After Loma closed in late 1968, Jones had a final single on the main Warner label before joining Neptune Records, run by Philadelphia record producers, Kenny Gamble and Leon Huff. Two singles, both produced by Kerr, saw some R&B success before she signed for All Platinum subsidiary, Turbo Records, in New Jersey in 1971. A powerful revamped version of the former Jerry Butler and The Impressions hit, "For Your Precious Love" reached both the R&B (No. 15) and pop (No. 74) charts in 1972 and saw her career take off again. Reviewing her 1972 album, Your Precious Love, in Christgau's Record Guide: Rock Albums of the Seventies (1981), Robert Christgau wrote: "Jones isn't too long on artistry—she likes to dispense with formality and just start at the climax throwing her emotions and her high notes all over material like 'Dancing in the Street' and 'I Can't Make it Alone.' Pretty amazing, in its way, and definitely recommended to people who always get out of their cars to look at waterfalls and strange rock formations."

Shortly after the end of her national tour supporting the album, Jones died at her mother's home at the age of 27, while resting between matinee and evening shows at New York City's Apollo Theater in Harlem. She had diabetes for most of her life and slipped into a coma while sleeping.

==Legacy==
All Platinum put out three albums of previously issued and unreleased material after her death and in 2008 her daughter Terry Jones, along with Helen Bruner, produced an album entitled, "Soul Talkin" featuring her mother's vocals. One of the tracks, "Baby I Know" was nominated for a Grammy Award at the 51st Awards Ceremony in 2008.

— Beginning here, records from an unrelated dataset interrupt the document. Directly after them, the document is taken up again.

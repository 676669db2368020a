//! Byte cursor and variable-length quantity (VLQ) helpers
//!
//! SMF stores delta times and chunk-local lengths as big-endian VLQs: seven
//! payload bits per byte, with the high bit set on every byte but the last.
//! A quantity is at most four bytes long, so the largest value is 0x0FFF_FFFF.

use crate::error::{Error, Result};

/// Largest value a four byte VLQ can hold.
pub const MAX_VAR_LEN: u32 = 0x0FFF_FFFF;

const MAX_VAR_LEN_BYTES: usize = 4;

/// Forward-only reader over a borrowed byte buffer.
///
/// Offsets reported in errors are `base + position`, so a cursor over a track
/// payload can still point at the right place in the whole file.
#[derive(Debug, Clone)]
pub struct ByteCursor<'a> {
    data: &'a [u8],
    pos: usize,
    base: usize,
}

impl<'a> ByteCursor<'a> {
    pub fn new(data: &'a [u8]) -> Self {
        Self::with_base(data, 0)
    }

    /// Cursor whose reported offsets start at `base`.
    pub fn with_base(data: &'a [u8], base: usize) -> Self {
        Self { data, pos: 0, base }
    }

    /// Position within the wrapped buffer.
    pub fn position(&self) -> usize {
        self.pos
    }

    /// Position as an offset into the enclosing file.
    pub fn offset(&self) -> usize {
        self.base + self.pos
    }

    pub fn remaining(&self) -> usize {
        self.data.len() - self.pos
    }

    pub fn is_at_end(&self) -> bool {
        self.pos >= self.data.len()
    }

    pub fn peek_u8(&self) -> Option<u8> {
        self.data.get(self.pos).copied()
    }

    pub fn read_u8(&mut self) -> Result<u8> {
        let byte = self
            .peek_u8()
            .ok_or_else(|| Error::truncated(self.offset(), "1 byte"))?;
        self.pos += 1;
        Ok(byte)
    }

    pub fn read_u16_be(&mut self) -> Result<u16> {
        let bytes = self.read_array::<2>()?;
        Ok(u16::from_be_bytes(bytes))
    }

    pub fn read_u32_be(&mut self) -> Result<u32> {
        let bytes = self.read_array::<4>()?;
        Ok(u32::from_be_bytes(bytes))
    }

    pub fn read_array<const N: usize>(&mut self) -> Result<[u8; N]> {
        let slice = self.read_bytes(N)?;
        let mut out = [0u8; N];
        out.copy_from_slice(slice);
        Ok(out)
    }

    pub fn read_bytes(&mut self, len: usize) -> Result<&'a [u8]> {
        if self.remaining() < len {
            return Err(Error::truncated(self.offset(), format!("{} bytes", len)));
        }
        let slice = &self.data[self.pos..self.pos + len];
        self.pos += len;
        Ok(slice)
    }

    pub fn skip(&mut self, len: usize) -> Result<()> {
        self.read_bytes(len).map(|_| ())
    }

    /// Read one variable-length quantity.
    ///
    /// Fails with [`Error::TruncatedInput`] if the buffer ends mid-sequence or
    /// the fourth byte still carries a continuation bit.
    pub fn read_var_len(&mut self) -> Result<u32> {
        let start = self.offset();
        let mut value: u32 = 0;

        for _ in 0..MAX_VAR_LEN_BYTES {
            let byte = self
                .read_u8()
                .map_err(|_| Error::truncated(start, "end of variable-length quantity"))?;
            value = (value << 7) | u32::from(byte & 0x7F);
            if byte & 0x80 == 0 {
                return Ok(value);
            }
        }

        Err(Error::truncated(
            start,
            "variable-length quantity of at most 4 bytes",
        ))
    }
}

/// Append `value` as a variable-length quantity.
pub fn write_var_len(buf: &mut Vec<u8>, value: u32) -> Result<()> {
    if value > MAX_VAR_LEN {
        return Err(Error::ValueTooLarge {
            value: u64::from(value),
        });
    }

    let mut bytes = [0u8; MAX_VAR_LEN_BYTES];
    let mut i = MAX_VAR_LEN_BYTES - 1;
    let mut rest = value;
    bytes[i] = (rest & 0x7F) as u8;
    rest >>= 7;
    while rest > 0 {
        i -= 1;
        bytes[i] = ((rest & 0x7F) as u8) | 0x80;
        rest >>= 7;
    }
    buf.extend_from_slice(&bytes[i..]);
    Ok(())
}

/// Number of bytes `value` takes as a variable-length quantity.
pub fn var_len_size(value: u32) -> usize {
    match value {
        0..=0x7F => 1,
        0x80..=0x3FFF => 2,
        0x4000..=0x1F_FFFF => 3,
        _ => 4,
    }
}

#[cfg(test)]
mod tests {
    use super::*;
    use proptest::prelude::*;

    fn decode(bytes: &[u8]) -> Result<u32> {
        ByteCursor::new(bytes).read_var_len()
    }

    #[test]
    fn test_known_var_len_values() {
        assert_eq!(decode(&[0x00]).unwrap(), 0);
        assert_eq!(decode(&[0x40]).unwrap(), 0x40);
        assert_eq!(decode(&[0x7F]).unwrap(), 0x7F);
        assert_eq!(decode(&[0x81, 0x00]).unwrap(), 0x80);
        assert_eq!(decode(&[0xC0, 0x00]).unwrap(), 0x2000);
        assert_eq!(decode(&[0xFF, 0x7F]).unwrap(), 0x3FFF);
        assert_eq!(decode(&[0x81, 0x80, 0x00]).unwrap(), 0x4000);
        assert_eq!(decode(&[0xFF, 0xFF, 0xFF, 0x7F]).unwrap(), MAX_VAR_LEN);
    }

    #[test]
    fn test_var_len_advances_cursor() {
        let mut cursor = ByteCursor::new(&[0x81, 0x00, 0x05]);
        assert_eq!(cursor.read_var_len().unwrap(), 0x80);
        assert_eq!(cursor.position(), 2);
        assert_eq!(cursor.read_var_len().unwrap(), 5);
        assert!(cursor.is_at_end());
    }

    #[test]
    fn test_var_len_truncated_mid_sequence() {
        let err = decode(&[0x81, 0x80]).unwrap_err();
        assert!(matches!(err, Error::TruncatedInput { offset: 0, .. }));
        assert!(matches!(decode(&[]), Err(Error::TruncatedInput { .. })));
    }

    #[test]
    fn test_var_len_too_many_continuation_bytes() {
        let err = decode(&[0x80, 0x80, 0x80, 0x80, 0x00]).unwrap_err();
        assert!(matches!(err, Error::TruncatedInput { .. }));
    }

    #[test]
    fn test_write_var_len_rejects_large_values() {
        let mut buf = Vec::new();
        let err = write_var_len(&mut buf, MAX_VAR_LEN + 1).unwrap_err();
        assert!(matches!(err, Error::ValueTooLarge { .. }));
        assert!(buf.is_empty());
    }

    #[test]
    fn test_fixed_reads_report_file_offset() {
        let mut cursor = ByteCursor::with_base(&[0x01, 0x02, 0x03], 100);
        assert_eq!(cursor.read_u16_be().unwrap(), 0x0102);
        match cursor.read_u32_be() {
            Err(Error::TruncatedInput { offset, .. }) => assert_eq!(offset, 102),
            other => panic!("expected truncation, got {:?}", other),
        }
    }

    proptest! {
        #[test]
        fn var_len_round_trips(value in 0u32..=MAX_VAR_LEN) {
            let mut buf = Vec::new();
            write_var_len(&mut buf, value).unwrap();
            prop_assert_eq!(buf.len(), var_len_size(value));
            let mut cursor = ByteCursor::new(&buf);
            prop_assert_eq!(cursor.read_var_len().unwrap(), value);
            prop_assert!(cursor.is_at_end());
        }
    }
}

On June 3, 2021, The Grammy Museum in Newark, New Jersey added artifacts of Jones to their New Jersey Legends Exhibit, which has been a feature since 2017, that includes Frank Sinatra, Dionne Warwick, The Sugar Hill Gang, The Rascals, Melba Moore, Naughty By Nature and others.

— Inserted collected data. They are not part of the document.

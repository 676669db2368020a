//! MIDI to Strudel converter library
//!
//! This library reduces the tracks of a MIDI file to monophonic
//! trigger/sustain/rest sequences on a fixed grid and renders them as Strudel
//! mini notation.

pub mod config;
pub mod grid;
pub mod note;
pub mod output;
pub mod token;
pub mod track;

// Re-export main types for convenience
pub use config::{ConfigError, ConvertConfig};
pub use grid::{GridReducer, ReductionPolicy, VoicePriority, FALLBACK_GRID_STEP, MAX_GRID_CELLS};
pub use output::{Layout, SymbolicEncoder};
pub use token::GridToken;
pub use track::{reduce_tracks, ReducedTrack};
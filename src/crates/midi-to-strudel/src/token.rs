//! Symbolic grid tokens
//!
//! One token describes one grid cell of a reduced track: a newly struck note,
//! the continuation of the previous one, or silence.

use serde::{Deserialize, Serialize};

use crate::note::note_num_to_str;

/// Mini notation marker for a held note.
pub const SUSTAIN_MARKER: &str = "_";
/// Mini notation marker for silence.
pub const REST_MARKER: &str = "~";

#[derive(Debug, Clone, Copy, PartialEq, Eq, Hash, Serialize, Deserialize)]
pub enum GridToken {
    /// Note struck in this cell (MIDI pitch)
    Trigger(u8),

    /// Note carried over from an earlier cell
    Sustain,

    /// Nothing sounding
    Rest,
}

impl GridToken {
    /// Convert to Strudel mini notation
    pub fn to_strudel(&self) -> String {
        match self {
            GridToken::Trigger(pitch) => note_num_to_str(*pitch),
            GridToken::Sustain => SUSTAIN_MARKER.to_string(),
            GridToken::Rest => REST_MARKER.to_string(),
        }
    }

    pub fn is_trigger(&self) -> bool {
        matches!(self, GridToken::Trigger(_))
    }
}

/// True when at least one cell strikes a note.
pub fn has_triggers(tokens: &[GridToken]) -> bool {
    tokens.iter().any(GridToken::is_trigger)
}

#[cfg(test)]
mod tests {
    use super::*;

    #[test]
    fn test_token_strudel() {
        assert_eq!(GridToken::Trigger(60).to_strudel(), "c4");
        assert_eq!(GridToken::Sustain.to_strudel(), "_");
        assert_eq!(GridToken::Rest.to_strudel(), "~");
    }

    #[test]
    fn test_has_triggers() {
        assert!(!has_triggers(&[]));
        assert!(!has_triggers(&[GridToken::Rest, GridToken::Sustain]));
        assert!(has_triggers(&[GridToken::Rest, GridToken::Trigger(40)]));
    }

    #[test]
    fn test_serde_shape() {
        let json = serde_json::to_string(&[GridToken::Trigger(62), GridToken::Rest]).unwrap();
        assert_eq!(json, r#"[{"Trigger":62},"Rest"]"#);
    }
}
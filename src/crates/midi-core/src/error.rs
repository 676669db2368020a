use std::path::PathBuf;

use thiserror::Error;

pub type Result<T> = std::result::Result<T, Error>;

/// Errors produced while reading or writing Standard MIDI Files.
#[derive(Debug, Error)]
pub enum Error {
    /// Bad magic or unusable header fields. Aborts the whole file.
    #[error("Invalid header at offset {offset}: {reason}")]
    InvalidHeader { offset: usize, reason: String },

    /// A fixed-width field or variable-length quantity ran past the buffer.
    #[error("Truncated input at offset {offset}: wanted {wanted}")]
    TruncatedInput { offset: usize, wanted: String },

    /// A data byte appeared before any status byte in the track.
    #[error("Data byte at offset {offset} with no running status")]
    NoRunningStatus { offset: usize },

    /// The value does not fit in a four byte variable-length quantity.
    #[error("Value {value} does not fit in a variable-length quantity")]
    ValueTooLarge { value: u64 },

    #[error("Failed to access {}", path.display())]
    Io {
        path: PathBuf,
        #[source]
        source: std::io::Error,
    },
}

impl Error {
    pub fn invalid_header(offset: usize, reason: impl Into<String>) -> Self {
        Error::InvalidHeader {
            offset,
            reason: reason.into(),
        }
    }

    pub fn truncated(offset: usize, wanted: impl Into<String>) -> Self {
        Error::TruncatedInput {
            offset,
            wanted: wanted.into(),
        }
    }

    /// Byte offset the error refers to, when there is one.
    pub fn offset(&self) -> Option<usize> {
        match self {
            Error::InvalidHeader { offset, .. }
            | Error::TruncatedInput { offset, .. }
            | Error::NoRunningStatus { offset } => Some(*offset),
            Error::ValueTooLarge { .. } | Error::Io { .. } => None,
        }
    }

    /// True for errors that only invalidate the track being decoded.
    pub fn is_track_local(&self) -> bool {
        matches!(
            self,
            Error::TruncatedInput { .. } | Error::NoRunningStatus { .. }
        )
    }
}

/// A track chunk that failed to decode and was left out of the file.
#[derive(Debug)]
pub struct TrackError {
    pub index: usize,
    pub error: Error,
}

impl std::fmt::Display for TrackError {
    fn fmt(&self, f: &mut std::fmt::Formatter<'_>) -> std::fmt::Result {
        write!(f, "Track {}: {}", self.index, self.error)
    }
}
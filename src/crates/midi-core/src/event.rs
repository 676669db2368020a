//! Absolute-time event model shared by the decoder, merger and reducer

use serde::Serialize;

use crate::error::TrackError;

/// Meta event type for a track name.
pub const META_TRACK_NAME: u8 = 0x03;
/// Meta event type for end of track.
pub const META_END_OF_TRACK: u8 = 0x2F;
/// Meta event type for a tempo change.
pub const META_TEMPO: u8 = 0x51;

/// A decoded track event.
#[derive(Debug, Clone, PartialEq, Eq, Serialize)]
#[serde(tag = "type", rename_all = "snake_case")]
pub enum Event {
    NoteOn { channel: u8, pitch: u8, velocity: u8 },
    /// Also produced for a note-on with velocity 0.
    NoteOff { channel: u8, pitch: u8 },
    ControlChange { channel: u8, controller: u8, value: u8 },
    ProgramChange { channel: u8, program: u8 },
    Meta { kind: u8, data: Vec<u8> },
    /// `status` is 0xF0, or 0xF7 for an escape sequence.
    SysEx { status: u8, data: Vec<u8> },
    /// Aftertouch, channel pressure, pitch bend and system common messages.
    Other { status: u8, data: Vec<u8> },
}

impl Event {
    pub fn end_of_track() -> Self {
        Event::Meta {
            kind: META_END_OF_TRACK,
            data: Vec::new(),
        }
    }

    pub fn track_name(name: &str) -> Self {
        Event::Meta {
            kind: META_TRACK_NAME,
            data: name.as_bytes().to_vec(),
        }
    }

    /// Tempo in microseconds per quarter note (24 bits).
    pub fn tempo(micros_per_quarter: u32) -> Self {
        let bytes = micros_per_quarter.min(0xFF_FFFF).to_be_bytes();
        Event::Meta {
            kind: META_TEMPO,
            data: bytes[1..].to_vec(),
        }
    }

    pub fn is_note(&self) -> bool {
        matches!(self, Event::NoteOn { .. } | Event::NoteOff { .. })
    }

    pub fn is_end_of_track(&self) -> bool {
        matches!(self, Event::Meta { kind, .. } if *kind == META_END_OF_TRACK)
    }

    pub fn channel(&self) -> Option<u8> {
        match self {
            Event::NoteOn { channel, .. }
            | Event::NoteOff { channel, .. }
            | Event::ControlChange { channel, .. }
            | Event::ProgramChange { channel, .. } => Some(*channel),
            Event::Other { status, .. } if *status < 0xF0 => Some(status & 0x0F),
            Event::Meta { .. } | Event::SysEx { .. } | Event::Other { .. } => None,
        }
    }

    /// Status byte this event is written with.
    pub fn status_byte(&self) -> u8 {
        match self {
            Event::NoteOn { channel, .. } => 0x90 | (channel & 0x0F),
            Event::NoteOff { channel, .. } => 0x80 | (channel & 0x0F),
            Event::ControlChange { channel, .. } => 0xB0 | (channel & 0x0F),
            Event::ProgramChange { channel, .. } => 0xC0 | (channel & 0x0F),
            Event::Meta { .. } => 0xFF,
            Event::SysEx { status, .. } => *status,
            Event::Other { status, .. } => *status,
        }
    }
}

/// An event at an absolute tick.
#[derive(Debug, Clone, PartialEq, Eq, Serialize)]
pub struct TimedEvent {
    pub tick: u32,
    pub event: Event,
}

impl TimedEvent {
    pub fn new(tick: u32, event: Event) -> Self {
        Self { tick, event }
    }
}

/// Events of one track, kept in non-decreasing tick order.
#[derive(Debug, Clone, Default, PartialEq, Eq, Serialize)]
#[serde(transparent)]
pub struct Track {
    events: Vec<TimedEvent>,
}

impl Track {
    pub fn new() -> Self {
        Self::default()
    }

    /// Build a track from events in any order.
    ///
    /// The sort is stable, so events sharing a tick keep their relative order.
    pub fn from_events(mut events: Vec<TimedEvent>) -> Self {
        events.sort_by_key(|e| e.tick);
        Self { events }
    }

    /// Accumulate `(delta, event)` pairs into absolute ticks.
    pub fn from_deltas<I>(deltas: I) -> Self
    where
        I: IntoIterator<Item = (u32, Event)>,
    {
        let mut tick: u32 = 0;
        let events = deltas
            .into_iter()
            .map(|(delta, event)| {
                tick = tick.saturating_add(delta);
                TimedEvent::new(tick, event)
            })
            .collect();
        Self { events }
    }

    /// Append an event, keeping tick order stable.
    pub fn push(&mut self, tick: u32, event: Event) {
        let at = self.events.partition_point(|e| e.tick <= tick);
        self.events.insert(at, TimedEvent::new(tick, event));
    }

    /// Delta time of each event against the previous one, starting from 0.
    pub fn to_deltas(&self) -> Vec<(u32, &Event)> {
        let mut previous = 0;
        self.events
            .iter()
            .map(|e| {
                let delta = e.tick - previous;
                previous = e.tick;
                (delta, &e.event)
            })
            .collect()
    }

    pub fn events(&self) -> &[TimedEvent] {
        &self.events
    }

    pub fn into_events(self) -> Vec<TimedEvent> {
        self.events
    }

    pub fn iter(&self) -> std::slice::Iter<'_, TimedEvent> {
        self.events.iter()
    }

    pub fn len(&self) -> usize {
        self.events.len()
    }

    pub fn is_empty(&self) -> bool {
        self.events.is_empty()
    }

    /// Tick of the last event, or 0 for an empty track.
    pub fn length(&self) -> u32 {
        self.events.last().map_or(0, |e| e.tick)
    }

    pub fn ends_with_end_of_track(&self) -> bool {
        self.events
            .last()
            .is_some_and(|e| e.event.is_end_of_track())
    }

    pub fn note_on_count(&self) -> usize {
        self.events
            .iter()
            .filter(|e| matches!(e.event, Event::NoteOn { .. }))
            .count()
    }

    /// First track name meta event, cleaned of padding.
    pub fn name(&self) -> Option<String> {
        self.events.iter().find_map(|e| match &e.event {
            Event::Meta { kind, data } if *kind == META_TRACK_NAME => {
                let name = String::from_utf8_lossy(data);
                let cleaned = name.trim_end_matches('\0').trim();
                (!cleaned.is_empty()).then(|| cleaned.to_string())
            }
            _ => None,
        })
    }
}

impl<'a> IntoIterator for &'a Track {
    type Item = &'a TimedEvent;
    type IntoIter = std::slice::Iter<'a, TimedEvent>;

    fn into_iter(self) -> Self::IntoIter {
        self.events.iter()
    }
}

impl FromIterator<TimedEvent> for Track {
    fn from_iter<I: IntoIterator<Item = TimedEvent>>(iter: I) -> Self {
        Track::from_events(iter.into_iter().collect())
    }
}

/// SMF header format field.
#[derive(Debug, Clone, Copy, Default, PartialEq, Eq, Serialize)]
pub enum Format {
    /// Format 0: one multi-channel track.
    SingleTrack,
    /// Format 1: simultaneous tracks sharing a time origin.
    #[default]
    Parallel,
    /// Format 2: independent sequential patterns.
    Sequential,
}

impl Format {
    pub fn from_u16(value: u16) -> Option<Self> {
        match value {
            0 => Some(Format::SingleTrack),
            1 => Some(Format::Parallel),
            2 => Some(Format::Sequential),
            _ => None,
        }
    }

    pub fn as_u16(self) -> u16 {
        match self {
            Format::SingleTrack => 0,
            Format::Parallel => 1,
            Format::Sequential => 2,
        }
    }
}

/// A parsed Standard MIDI File.
#[derive(Debug, Default)]
pub struct MidiFile {
    pub format: Format,
    /// Ticks per quarter note.
    pub division: u16,
    /// Track count declared by the header. Can exceed `tracks.len()` when
    /// chunks were skipped or missing.
    pub track_count: usize,
    pub tracks: Vec<Track>,
    /// Chunk position of each entry of `tracks`. When shorter than `tracks`,
    /// the remaining tracks are numbered by position.
    pub track_indices: Vec<usize>,
    /// Tracks that failed to decode and were skipped.
    pub track_errors: Vec<TrackError>,
}

impl MidiFile {
    pub fn new(format: Format, division: u16) -> Self {
        Self {
            format,
            division,
            track_count: 0,
            tracks: Vec::new(),
            track_indices: Vec::new(),
            track_errors: Vec::new(),
        }
    }

    pub fn with_tracks(format: Format, division: u16, tracks: Vec<Track>) -> Self {
        Self {
            track_count: tracks.len(),
            tracks,
            ..Self::new(format, division)
        }
    }

    /// Chunk position of the track stored at `position`.
    pub fn track_index(&self, position: usize) -> usize {
        self.track_indices.get(position).copied().unwrap_or(position)
    }

    /// Tracks paired with their chunk position in the source file.
    pub fn indexed_tracks(&self) -> impl Iterator<Item = (usize, &Track)> + '_ {
        self.tracks
            .iter()
            .enumerate()
            .map(|(position, track)| (self.track_index(position), track))
    }
}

On December 14, 2021, The City of Newark, New Jersey, honored Jones with renaming Sherman Avenue, the street she lived on, to Linda Jones Way. Her daughter Terry Jones and singer Helen Burner were in attendance to accept the honor. Producer George Kerr and recording artists Freddie Jackson, Stuart Bascombe of Black Ivory, and Dolores Milligan of the band Skyy were also in attendance.

==Discography==
===Albums===

| Year | Album | Chart positions |  | Record label |
| US | US R&B |
| 1967 | Hypnotized | — | 26 | Loma Records |
| 1972 | For Your Precious Love | — | 35 | Turbo Records |
| Let It Be Me | — | — |
| A Portrait Of Linda Jones | — | — |
| 2008 | Soul Talkin | — | — | Philerzy Productions |
"—" denotes a recording that did not chart.

===Compilation albums===

| Year | Album | Record label |
|---|---|---|
| 1974 | Greatest Hits | Turbo |
| 1976 | This Is Loma Volume 7 (The Great J.J. Jackson/Hypnotized) | Loma, WEA |
| 1988 | Golden Classics | Collectables |
| 1991 | Your Precious Love | Sequel Records |
| 2002 | Greatest Hits | Empire Musicwerks |
| 2009 | Linda Jones Meets Ruby Andrew | Collectables |
| 2011 | Hits Anthology | Essential Media Group |
| 2014 | The Complete Atco, Loma & Warner Brothers | Real Gone Music, SoulMusic Records, Rhino Records |
| 2016 | Precious (The Anthology 1963-72) | Kent Soul |

===Singles===

| Year | Title | Chart positions |  |  |  |
| US | US R&B | CAN | CAN R&B |
| 1967 | "Hypnotized" | 21 | 4 | 28 | 7 |
| "What've I Done (To Make You Mad)" | 61 | 8 | — | — |
| 1968 | "Give My Love a Try" | 93 | 34 | — | — |
| 1969 | "My Heart (Will Understand)" | — | — | — | — |
| 1970 | "I'll Be Sweeter Tomorrow" | — | 45 | — | — |
| "That's When I'll Stop Loving You" | — | 40 | — | — |
| 1971 | "Stay With Me Forever" | — | 47 | — | — |
| 1972 | "Not on the Outside" | — | 32 | — | — |
| "Your Precious Love" | 74 | 15 | — | — |
"—" denotes releases that did not chart or were not released in that territory.